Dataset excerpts
◇ ◇ ◇ ◇ ◇ ◇ ◇
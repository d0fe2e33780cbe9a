//! Runtime values flowing through a plan.

use std::cmp::Ordering;
use std::collections::{BTreeMap, BTreeSet};
use std::fmt;
use std::hash::{Hash, Hasher};
use std::path::PathBuf;

use anyhow::{bail, Context};

const COMPACT_LIMIT: usize = 80;

/// A dynamic value produced or consumed by a symbolic call.
///
/// Values are totally ordered and hashable across variants so that sets and
/// maps can hold any value, including other containers. Floats compare by
/// total order, so `Set` and `Map` keys are well defined even for NaN.
#[derive(Debug, Clone)]
pub enum Value {
    Null,
    Bool(bool),
    Int(i64),
    Float(f64),
    Str(String),
    Path(PathBuf),
    List(Vec<Value>),
    Tuple(Vec<Value>),
    Set(BTreeSet<Value>),
    Map(BTreeMap<Value, Value>),
}

impl Value {
    fn rank(&self) -> u8 {
        match self {
            Value::Null => 0,
            Value::Bool(_) => 1,
            Value::Int(_) => 2,
            Value::Float(_) => 3,
            Value::Str(_) => 4,
            Value::Path(_) => 5,
            Value::List(_) => 6,
            Value::Tuple(_) => 7,
            Value::Set(_) => 8,
            Value::Map(_) => 9,
        }
    }

    pub fn is_null(&self) -> bool {
        matches!(self, Value::Null)
    }

    pub fn as_int(&self) -> Option<i64> {
        match self {
            Value::Int(value) => Some(*value),
            _ => None,
        }
    }

    pub fn as_f64(&self) -> Option<f64> {
        match self {
            Value::Int(value) => Some(*value as f64),
            Value::Float(value) => Some(*value),
            _ => None,
        }
    }

    pub fn as_str(&self) -> Option<&str> {
        match self {
            Value::Str(value) => Some(value),
            _ => None,
        }
    }

    pub fn as_path(&self) -> Option<&std::path::Path> {
        match self {
            Value::Path(path) => Some(path),
            Value::Str(value) => Some(std::path::Path::new(value)),
            _ => None,
        }
    }

    /// Bounded single-line rendering for labels and error messages.
    pub fn compact(&self) -> String {
        let full = self.to_string();
        if full.chars().count() <= COMPACT_LIMIT {
            return full;
        }
        let mut out: String = full.chars().take(COMPACT_LIMIT - 1).collect();
        out.push('…');
        out
    }

    /// Convert to a JSON document, failing on values JSON cannot express.
    pub fn to_json(&self) -> anyhow::Result<serde_json::Value> {
        Ok(match self {
            Value::Null => serde_json::Value::Null,
            Value::Bool(value) => serde_json::Value::Bool(*value),
            Value::Int(value) => serde_json::Value::from(*value),
            Value::Float(value) => serde_json::Number::from_f64(*value)
                .map(serde_json::Value::Number)
                .context("non-finite float cannot be represented as JSON")?,
            Value::Str(value) => serde_json::Value::String(value.clone()),
            Value::Path(path) => match path.to_str() {
                Some(text) => serde_json::Value::String(text.to_string()),
                None => bail!("non-UTF-8 path cannot be represented as JSON"),
            },
            Value::List(items) | Value::Tuple(items) => serde_json::Value::Array(
                items.iter().map(Value::to_json).collect::<anyhow::Result<_>>()?,
            ),
            Value::Set(items) => serde_json::Value::Array(
                items.iter().map(Value::to_json).collect::<anyhow::Result<_>>()?,
            ),
            Value::Map(entries) => {
                let mut object = serde_json::Map::with_capacity(entries.len());
                for (key, value) in entries {
                    let Value::Str(key) = key else {
                        bail!("map with non-string key {} cannot be represented as JSON", key.compact());
                    };
                    object.insert(key.clone(), value.to_json()?);
                }
                serde_json::Value::Object(object)
            }
        })
    }

    /// Convert from a JSON document. Arrays become lists and objects become
    /// maps with string keys; tuple/set/path identity is not recoverable.
    pub fn from_json(json: &serde_json::Value) -> Value {
        match json {
            serde_json::Value::Null => Value::Null,
            serde_json::Value::Bool(value) => Value::Bool(*value),
            serde_json::Value::Number(number) => match number.as_i64() {
                Some(value) => Value::Int(value),
                None => Value::Float(number.as_f64().unwrap_or(f64::NAN)),
            },
            serde_json::Value::String(value) => Value::Str(value.clone()),
            serde_json::Value::Array(items) => {
                Value::List(items.iter().map(Value::from_json).collect())
            }
            serde_json::Value::Object(entries) => Value::Map(
                entries
                    .iter()
                    .map(|(key, value)| (Value::Str(key.clone()), Value::from_json(value)))
                    .collect(),
            ),
        }
    }
}

impl PartialEq for Value {
    fn eq(&self, other: &Self) -> bool {
        self.cmp(other) == Ordering::Equal
    }
}

impl Eq for Value {}

impl PartialOrd for Value {
    fn partial_cmp(&self, other: &Self) -> Option<Ordering> {
        Some(self.cmp(other))
    }
}

impl Ord for Value {
    fn cmp(&self, other: &Self) -> Ordering {
        match (self, other) {
            (Value::Null, Value::Null) => Ordering::Equal,
            (Value::Bool(a), Value::Bool(b)) => a.cmp(b),
            (Value::Int(a), Value::Int(b)) => a.cmp(b),
            (Value::Float(a), Value::Float(b)) => a.total_cmp(b),
            (Value::Str(a), Value::Str(b)) => a.cmp(b),
            (Value::Path(a), Value::Path(b)) => a.cmp(b),
            (Value::List(a), Value::List(b)) => a.cmp(b),
            (Value::Tuple(a), Value::Tuple(b)) => a.cmp(b),
            (Value::Set(a), Value::Set(b)) => a.cmp(b),
            (Value::Map(a), Value::Map(b)) => a.cmp(b),
            _ => self.rank().cmp(&other.rank()),
        }
    }
}

impl Hash for Value {
    fn hash<H: Hasher>(&self, state: &mut H) {
        self.rank().hash(state);
        match self {
            Value::Null => {}
            Value::Bool(value) => value.hash(state),
            Value::Int(value) => value.hash(state),
            Value::Float(value) => value.to_bits().hash(state),
            Value::Str(value) => value.hash(state),
            Value::Path(path) => path.hash(state),
            Value::List(items) | Value::Tuple(items) => items.hash(state),
            Value::Set(items) => items.hash(state),
            Value::Map(entries) => entries.hash(state),
        }
    }
}

impl fmt::Display for Value {
    fn fmt(&self, f: &mut fmt::Formatter<'_>) -> fmt::Result {
        fn join(f: &mut fmt::Formatter<'_>, items: impl Iterator<Item = String>) -> fmt::Result {
            let mut first = true;
            for item in items {
                if !first {
                    write!(f, ", ")?;
                }
                first = false;
                write!(f, "{item}")?;
            }
            Ok(())
        }

        match self {
            Value::Null => write!(f, "null"),
            Value::Bool(value) => write!(f, "{value}"),
            Value::Int(value) => write!(f, "{value}"),
            Value::Float(value) => write!(f, "{value}"),
            Value::Str(value) => write!(f, "{value:?}"),
            Value::Path(path) => write!(f, "{}", path.display()),
            Value::List(items) => {
                write!(f, "[")?;
                join(f, items.iter().map(|v| v.to_string()))?;
                write!(f, "]")
            }
            Value::Tuple(items) => {
                write!(f, "(")?;
                join(f, items.iter().map(|v| v.to_string()))?;
                write!(f, ")")
            }
            Value::Set(items) => {
                write!(f, "{{")?;
                join(f, items.iter().map(|v| v.to_string()))?;
                write!(f, "}}")
            }
            Value::Map(entries) => {
                write!(f, "{{")?;
                join(f, entries.iter().map(|(k, v)| format!("{k}: {v}")))?;
                write!(f, "}}")
            }
        }
    }
}

impl From<()> for Value {
    fn from(_: ()) -> Self {
        Value::Null
    }
}

impl From<bool> for Value {
    fn from(value: bool) -> Self {
        Value::Bool(value)
    }
}

impl From<i32> for Value {
    fn from(value: i32) -> Self {
        Value::Int(i64::from(value))
    }
}

impl From<i64> for Value {
    fn from(value: i64) -> Self {
        Value::Int(value)
    }
}

impl From<f64> for Value {
    fn from(value: f64) -> Self {
        Value::Float(value)
    }
}

impl From<&str> for Value {
    fn from(value: &str) -> Self {
        Value::Str(value.to_string())
    }
}

impl From<String> for Value {
    fn from(value: String) -> Self {
        Value::Str(value)
    }
}

impl From<PathBuf> for Value {
    fn from(value: PathBuf) -> Self {
        Value::Path(value)
    }
}

impl From<Vec<Value>> for Value {
    fn from(value: Vec<Value>) -> Self {
        Value::List(value)
    }
}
◇ ◇ ◇ ◇ ◇ ◇ ◇
» Problem statement
Read the data above. Pull out each line in which the string "anyhow" appears.

» Result below
use anyhow::{bail, Context};
    pub fn to_json(&self) -> anyhow::Result<serde_json::Value> {
                items.iter().map(Value::to_json).collect::<anyhow::Result<_>>()?,
                items.iter().map(Value::to_json).collect::<anyhow::Result<_>>()?,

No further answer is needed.